**Extracted records**

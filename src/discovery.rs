use crate::frame::{Frame, Offer};
use socket2::{Domain, Protocol, Socket, Type};
use std::io;
use std::net::{IpAddr, Ipv4Addr, SocketAddr, UdpSocket};
use std::thread;
use std::time::Duration;
use tracing::{debug, info, warn};

// Anything longer than an offer must still arrive whole so it can be refused
const RECV_BUF_LEN: usize = 512;

// Keeps no state between sends
pub struct Broadcaster {
    socket: UdpSocket,
    target: SocketAddr,
    offer: Offer,
    interval: Duration,
}

impl Broadcaster {
    pub fn new(socket: UdpSocket, target: SocketAddr, offer: Offer, interval: Duration) -> Broadcaster {
        Broadcaster {
            socket,
            target,
            offer,
            interval,
        }
    }

    pub fn bind(ip: IpAddr, port: u16, offer: Offer, interval: Duration) -> io::Result<Broadcaster> {
        let socket = UdpSocket::bind((ip, 0)).or_else(|_| UdpSocket::bind((Ipv4Addr::UNSPECIFIED, 0)))?;
        socket.set_broadcast(true)?;

        let target = SocketAddr::from((Ipv4Addr::BROADCAST, port));

        Ok(Broadcaster::new(socket, target, offer, interval))
    }

    pub fn broadcast_once(&self) -> io::Result<()> {
        self.socket.send_to(&self.offer.encode(), self.target)?;
        debug!("sent offer to {}", self.target);
        Ok(())
    }

    pub fn run(&self) {
        info!("broadcasting offers on UDP port {}", self.target.port());

        loop {
            if let Err(e) = self.broadcast_once() {
                warn!("failed to broadcast offer: {}", e);
            }

            thread::sleep(self.interval);
        }
    }
}

#[derive(Clone, Debug, PartialEq, Eq)]
pub struct Discovered {
    pub addr: SocketAddr,
    pub server_name: String,
}

// Several clients on one host share the broadcast port
pub fn bind_listener(port: u16) -> io::Result<UdpSocket> {
    let socket = Socket::new(Domain::IPV4, Type::DGRAM, Some(Protocol::UDP))?;
    socket.set_reuse_address(true)?;
    #[cfg(all(unix, not(any(target_os = "solaris", target_os = "illumos"))))]
    socket.set_reuse_port(true)?;
    socket.bind(&SocketAddr::from((Ipv4Addr::UNSPECIFIED, port)).into())?;

    Ok(socket.into())
}

// The game endpoint is the sender's address with the advertised port
pub fn wait_for_offer(socket: &UdpSocket) -> io::Result<Discovered> {
    let mut buf = [0u8; RECV_BUF_LEN];

    loop {
        let (n, from) = socket.recv_from(&mut buf)?;

        match Offer::decode(&buf[..n]) {
            Ok(offer) => {
                return Ok(Discovered {
                    addr: SocketAddr::new(from.ip(), offer.tcp_port),
                    server_name: offer.server_name,
                })
            }
            Err(e) => debug!("ignoring datagram from {}: {}", from, e),
        }
    }
}

// Connecting a UDP socket only picks a route, nothing is sent
pub fn local_ip() -> IpAddr {
    UdpSocket::bind((Ipv4Addr::UNSPECIFIED, 0))
        .and_then(|s| {
            s.connect(("8.8.8.8", 80))?;
            s.local_addr()
        })
        .map(|addr| addr.ip())
        .unwrap_or(IpAddr::V4(Ipv4Addr::LOCALHOST))
}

**ASSIGNMENT**
Write out the data a second time, exactly the same.

**RESPONSE**
filename src/discovery.rs
use crate::frame::{Frame, Offer};
use socket2::{Domain, Protocol, Socket, Type};
use std::io;
use std::net::{IpAddr, Ipv4Addr, SocketAddr, UdpSocket};
use std::thread;
use std::time::Duration;
use tracing::{debug, info, warn};

// Anything longer than an offer must still arrive whole so it can be refused
const RECV_BUF_LEN: usize = 512;

// Keeps no state between sends
pub struct Broadcaster {
    socket: UdpSocket,
    target: SocketAddr,
    offer: Offer,
    interval: Duration,
}

impl Broadcaster {
    pub fn new(socket: UdpSocket, target: SocketAddr, offer: Offer, interval: Duration) -> Broadcaster {
        Broadcaster {
            socket,
            target,
            offer,
            interval,
        }
    }

    pub fn bind(ip: IpAddr, port: u16, offer: Offer, interval: Duration) -> io::Result<Broadcaster> {
        let socket = UdpSocket::bind((ip, 0)).or_else(|_| UdpSocket::bind((Ipv4Addr::UNSPECIFIED, 0)))?;
        socket.set_broadcast(true)?;

        let target = SocketAddr::from((Ipv4Addr::BROADCAST, port));

        Ok(Broadcaster::new(socket, target, offer, interval))
    }

    pub fn broadcast_once(&self) -> io::Result<()> {
        self.socket.send_to(&self.offer.encode(), self.target)?;
        debug!("sent offer to {}", self.target);
        Ok(())
    }

    pub fn run(&self) {
        info!("broadcasting offers on UDP port {}", self.target.port());

        loop {
            if let Err(e) = self.broadcast_once() {
                warn!("failed to broadcast offer: {}", e);
            }

            thread::sleep(self.interval);
        }
    }
}

#[derive(Clone, Debug, PartialEq, Eq)]
pub struct Discovered {
    pub addr: SocketAddr,
    pub server_name: String,
}

// Several clients on one host share the broadcast port
pub fn bind_listener(port: u16) -> io::Result<UdpSocket> {
    let socket = Socket::new(Domain::IPV4, Type::DGRAM, Some(Protocol::UDP))?;
    socket.set_reuse_address(true)?;
    #[cfg(all(unix, not(any(target_os = "solaris", target_os = "illumos"))))]
    socket.set_reuse_port(true)?;
    socket.bind(&SocketAddr::from((Ipv4Addr::UNSPECIFIED, port)).into())?;

    Ok(socket.into())
}

// The game endpoint is the sender's address with the advertised port
pub fn wait_for_offer(socket: &UdpSocket) -> io::Result<Discovered> {
    let mut buf = [0u8; RECV_BUF_LEN];

    loop {
        let (n, from) = socket.recv_from(&mut buf)?;

        match Offer::decode(&buf[..n]) {
            Ok(offer) => {
                return Ok(Discovered {
                    addr: SocketAddr::new(from.ip(), offer.tcp_port),
                    server_name: offer.server_name,
                })
            }
            Err(e) => debug!("ignoring datagram from {}: {}", from, e),
        }
    }
}

// Connecting a UDP socket only picks a route, nothing is sent
pub fn local_ip() -> IpAddr {
    UdpSocket::bind((Ipv4Addr::UNSPECIFIED, 0))
        .and_then(|s| {
            s.connect(("8.8.8.8", 80))?;
            s.local_addr()
        })
        .map(|addr| addr.ip())
        .unwrap_or(IpAddr::V4(Ipv4Addr::LOCALHOST))
}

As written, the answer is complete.